Por Fernando Fiorese, em seu blog
1.
A carta é uma máquina perfeita. Nós é que, às vezes, emperramos a sua
mecânica alada com palavras de açúcar ou veneno, de urgência ou etiqueta.
2.
Escrever uma carta é sem pausa. E continua sem nós por dias e semanas de
distância, a letra lenta a procurar um par para a dança.
3.
Por estas mal traçadas linhas é um lugar-comum que deveria
vir grafado no cabeçalho de toda carta digna deste nome. Como um preito ao
escrever só e desarmado.
4.
Esperar uma carta é como estar doente do outro. Daí o ambiente infantil
e hospitalar que domina e faz a casa arfar a horas contadas.
5.
Toda carta de amor, desde as dobras do envelope até as volutas da caligrafia,
deve ter um estudado desleixo, como fosse o acaso comum de uma flor furtada ao
jardim vizinho.
6.
Para quem sabe, receber uma carta muda o luto em secreta alegria.

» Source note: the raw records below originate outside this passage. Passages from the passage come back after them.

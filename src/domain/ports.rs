use crate::domain::model::{EntryId, NewEntry, Player, RoundNumber, ScoreEntry};
use crate::utils::error::Result;
use async_trait::async_trait;

/// Persistence consumed by the roster and the ledger.
///
/// Every method is a single transaction: implementations must make all of a
/// call's writes visible together or not at all.
#[async_trait]
pub trait LedgerStore: Send + Sync {
    async fn create_player(&self, name: &str) -> Result<Player>;

    async fn list_players(&self) -> Result<Vec<Player>>;

    async fn delete_all_players(&self) -> Result<()>;

    /// Highest persisted round number plus one, or 1 on an empty ledger.
    async fn next_round_number(&self) -> Result<RoundNumber>;

    async fn write_round_entries(
        &self,
        round: RoundNumber,
        entries: Vec<NewEntry>,
    ) -> Result<Vec<ScoreEntry>>;

    /// Entries of `round`, in insertion order. Empty when the round is unknown.
    async fn read_round_entries(&self, round: RoundNumber) -> Result<Vec<ScoreEntry>>;

    /// Fails with `NotFound` when no entry has this id.
    async fn read_entry(&self, id: EntryId) -> Result<ScoreEntry>;

    /// Replaces `raw` and `adjusted` of existing entries. Fails with `NotFound`
    /// without writing anything if any id is unknown.
    async fn write_round(&self, entries: &[ScoreEntry]) -> Result<()>;

    async fn list_entries(&self) -> Result<Vec<ScoreEntry>>;

    async fn delete_all_rounds(&self) -> Result<()>;

    async fn reset_all(&self) -> Result<()> {
        self.delete_all_rounds().await?;
        self.delete_all_players().await
    }
}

Mas
abrir e ler exige atravessar outras muitas distâncias.
7.
Na sua elegante gramática, os verbos da carta são todos bitransitivos.
Alguns fogem à regra: rasgar, unhar, amassar, extraviar, queimar, esconder,
rasurar.
8.
No princípio é o envelope e tudo o que ele antecipa. Convém, no entanto,
considerar que nódoas, rasuras e rasgos são, não raro, apenas nódoas, rasuras e
rasgos. Também o perfume.
9.
Para ler uma carta, suspenda as trombetas do ordinário, guarde-se nas suas
sete solidões, esteja inteiro nesta perigosa operação de armar e desarmar o
horizonte. Para ler uma carta é preciso ter olhos, mãos, fígado, pulmões, sexo,
rins, unhas – enfim, um corpo cabal.
10.
Na verdadeira carta – sempre manuscrita –, desvelam-se dor e alegria,
gesto e afeto, vida e vigor. Trata-se de uma presença. Quando impressa, muda em
correspondência – deselegância e vazio.
Mais uma
Somos os rituais que perdemos, como cartas à deriva na velocidade de um
tempo que não sabe a espera nem a delicadeza de se dar num envelope.